BEGIN The data
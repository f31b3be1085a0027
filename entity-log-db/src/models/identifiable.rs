use uuid::Uuid;

/// Entities addressed by a UUID primary key
pub trait Identifiable {
    fn get_id(&self) -> Uuid;
}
END The data
**Task requirements:**
The answer should be nothing more than the lines from the one with "filename entity-log-db/src/models/identifiable.rs" through the end of the entries, restated word for word.

**Answer section:**
filename entity-log-db/src/models/identifiable.rs
use uuid::Uuid;

/// Entities addressed by a UUID primary key
pub trait Identifiable {
    fn get_id(&self) -> Uuid;
}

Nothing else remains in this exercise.